- The problem
In the data below, find the line that contains "timeout in seconds." and the line that contains "pub struct StorageConfig". Copy both, plus every line between them, exactly.

Start of Input

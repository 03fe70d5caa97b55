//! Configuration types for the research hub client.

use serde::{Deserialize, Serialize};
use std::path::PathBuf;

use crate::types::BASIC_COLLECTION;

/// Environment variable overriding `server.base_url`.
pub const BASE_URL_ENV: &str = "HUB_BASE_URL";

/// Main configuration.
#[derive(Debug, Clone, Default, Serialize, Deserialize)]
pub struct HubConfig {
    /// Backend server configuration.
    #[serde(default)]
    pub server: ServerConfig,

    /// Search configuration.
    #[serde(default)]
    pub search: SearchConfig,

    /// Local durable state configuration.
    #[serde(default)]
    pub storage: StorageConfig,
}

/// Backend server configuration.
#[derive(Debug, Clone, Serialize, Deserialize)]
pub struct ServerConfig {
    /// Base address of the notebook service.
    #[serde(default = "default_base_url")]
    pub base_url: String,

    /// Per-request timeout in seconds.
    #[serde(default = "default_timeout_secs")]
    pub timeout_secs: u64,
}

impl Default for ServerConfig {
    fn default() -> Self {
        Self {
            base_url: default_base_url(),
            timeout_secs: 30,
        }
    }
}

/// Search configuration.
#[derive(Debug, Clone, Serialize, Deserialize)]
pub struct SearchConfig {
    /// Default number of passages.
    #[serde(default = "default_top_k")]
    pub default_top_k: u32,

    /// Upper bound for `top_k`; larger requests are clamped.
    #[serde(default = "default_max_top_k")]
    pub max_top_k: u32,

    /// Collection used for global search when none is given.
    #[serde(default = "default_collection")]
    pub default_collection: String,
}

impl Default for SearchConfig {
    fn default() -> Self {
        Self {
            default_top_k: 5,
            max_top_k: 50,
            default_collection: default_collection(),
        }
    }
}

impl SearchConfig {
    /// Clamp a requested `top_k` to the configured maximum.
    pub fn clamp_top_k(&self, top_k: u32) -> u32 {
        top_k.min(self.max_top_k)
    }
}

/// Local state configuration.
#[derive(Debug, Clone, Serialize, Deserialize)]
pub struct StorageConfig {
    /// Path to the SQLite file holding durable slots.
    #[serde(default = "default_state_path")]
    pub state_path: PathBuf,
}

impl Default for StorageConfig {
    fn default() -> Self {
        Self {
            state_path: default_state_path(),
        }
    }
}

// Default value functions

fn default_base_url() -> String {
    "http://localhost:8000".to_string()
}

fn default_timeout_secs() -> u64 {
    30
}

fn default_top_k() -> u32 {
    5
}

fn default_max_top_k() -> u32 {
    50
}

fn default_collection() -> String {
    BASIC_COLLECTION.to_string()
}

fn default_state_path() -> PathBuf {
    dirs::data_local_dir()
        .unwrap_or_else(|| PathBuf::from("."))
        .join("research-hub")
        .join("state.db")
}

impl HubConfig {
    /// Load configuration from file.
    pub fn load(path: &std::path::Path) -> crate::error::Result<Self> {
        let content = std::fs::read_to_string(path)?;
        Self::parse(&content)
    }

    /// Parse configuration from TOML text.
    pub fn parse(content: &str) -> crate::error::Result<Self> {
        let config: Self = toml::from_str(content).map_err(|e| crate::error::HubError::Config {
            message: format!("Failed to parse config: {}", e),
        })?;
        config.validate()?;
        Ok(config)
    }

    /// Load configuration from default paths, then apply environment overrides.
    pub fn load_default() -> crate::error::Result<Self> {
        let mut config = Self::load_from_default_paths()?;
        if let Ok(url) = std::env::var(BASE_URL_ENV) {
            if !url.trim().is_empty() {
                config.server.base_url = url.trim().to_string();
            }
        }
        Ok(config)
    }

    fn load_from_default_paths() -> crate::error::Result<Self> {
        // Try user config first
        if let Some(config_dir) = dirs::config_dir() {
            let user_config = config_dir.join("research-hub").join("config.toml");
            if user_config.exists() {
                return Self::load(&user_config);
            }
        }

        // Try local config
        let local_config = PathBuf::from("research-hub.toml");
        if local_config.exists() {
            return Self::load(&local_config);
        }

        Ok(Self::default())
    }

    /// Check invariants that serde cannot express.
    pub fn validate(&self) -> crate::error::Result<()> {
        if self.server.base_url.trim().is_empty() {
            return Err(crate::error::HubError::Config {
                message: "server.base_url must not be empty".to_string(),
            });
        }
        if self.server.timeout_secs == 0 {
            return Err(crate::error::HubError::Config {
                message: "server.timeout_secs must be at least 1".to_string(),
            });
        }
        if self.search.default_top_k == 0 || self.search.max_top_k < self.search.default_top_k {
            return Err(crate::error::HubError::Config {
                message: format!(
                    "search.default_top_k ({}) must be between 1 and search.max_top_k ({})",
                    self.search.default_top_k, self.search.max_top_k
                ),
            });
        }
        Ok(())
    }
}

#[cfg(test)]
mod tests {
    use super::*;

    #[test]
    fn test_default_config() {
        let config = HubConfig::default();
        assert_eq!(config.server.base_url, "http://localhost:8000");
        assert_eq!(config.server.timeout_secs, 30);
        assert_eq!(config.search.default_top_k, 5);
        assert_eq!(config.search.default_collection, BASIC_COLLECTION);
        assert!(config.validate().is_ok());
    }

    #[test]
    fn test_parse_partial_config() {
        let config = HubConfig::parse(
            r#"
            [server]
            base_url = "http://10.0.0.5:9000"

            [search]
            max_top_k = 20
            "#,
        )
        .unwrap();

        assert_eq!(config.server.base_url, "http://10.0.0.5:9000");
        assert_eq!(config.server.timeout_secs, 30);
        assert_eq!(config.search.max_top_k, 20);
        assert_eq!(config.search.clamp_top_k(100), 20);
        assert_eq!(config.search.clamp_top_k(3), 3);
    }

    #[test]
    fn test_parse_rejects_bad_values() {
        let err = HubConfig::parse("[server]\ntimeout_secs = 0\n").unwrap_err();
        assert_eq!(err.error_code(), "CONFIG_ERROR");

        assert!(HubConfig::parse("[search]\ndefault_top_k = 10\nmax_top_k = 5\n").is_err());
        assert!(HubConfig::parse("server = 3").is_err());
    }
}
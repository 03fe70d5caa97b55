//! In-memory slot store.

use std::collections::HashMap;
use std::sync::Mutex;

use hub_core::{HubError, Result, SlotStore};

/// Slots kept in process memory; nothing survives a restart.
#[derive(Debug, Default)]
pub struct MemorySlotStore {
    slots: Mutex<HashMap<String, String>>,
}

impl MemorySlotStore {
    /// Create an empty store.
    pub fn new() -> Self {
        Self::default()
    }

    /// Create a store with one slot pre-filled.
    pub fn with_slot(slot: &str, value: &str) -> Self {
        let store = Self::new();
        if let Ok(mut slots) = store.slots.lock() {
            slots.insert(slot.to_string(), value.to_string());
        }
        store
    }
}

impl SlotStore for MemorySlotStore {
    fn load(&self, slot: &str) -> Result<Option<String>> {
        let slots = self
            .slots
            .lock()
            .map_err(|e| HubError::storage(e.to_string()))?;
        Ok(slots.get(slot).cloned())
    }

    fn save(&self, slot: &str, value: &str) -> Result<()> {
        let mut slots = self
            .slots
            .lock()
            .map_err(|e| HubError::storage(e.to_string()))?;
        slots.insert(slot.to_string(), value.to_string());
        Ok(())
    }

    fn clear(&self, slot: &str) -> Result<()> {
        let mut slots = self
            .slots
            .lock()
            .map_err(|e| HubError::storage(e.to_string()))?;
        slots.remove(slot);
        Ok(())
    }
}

End of Input

- Task result
    /// Per-request timeout in seconds.
    #[serde(default = "default_timeout_secs")]
    pub timeout_secs: u64,
}

impl Default for ServerConfig {
    fn default() -> Self {
        Self {
            base_url: default_base_url(),
            timeout_secs: 30,
        }
    }
}

/// Search configuration.
#[derive(Debug, Clone, Serialize, Deserialize)]
pub struct SearchConfig {
    /// Default number of passages.
    #[serde(default = "default_top_k")]
    pub default_top_k: u32,

    /// Upper bound for `top_k`; larger requests are clamped.
    #[serde(default = "default_max_top_k")]
    pub max_top_k: u32,

    /// Collection used for global search when none is given.
    #[serde(default = "default_collection")]
    pub default_collection: String,
}

impl Default for SearchConfig {
    fn default() -> Self {
        Self {
            default_top_k: 5,
            max_top_k: 50,
            default_collection: default_collection(),
        }
    }
}

impl SearchConfig {
    /// Clamp a requested `top_k` to the configured maximum.
    pub fn clamp_top_k(&self, top_k: u32) -> u32 {
        top_k.min(self.max_top_k)
    }
}

/// Local state configuration.
#[derive(Debug, Clone, Serialize, Deserialize)]
pub struct StorageConfig {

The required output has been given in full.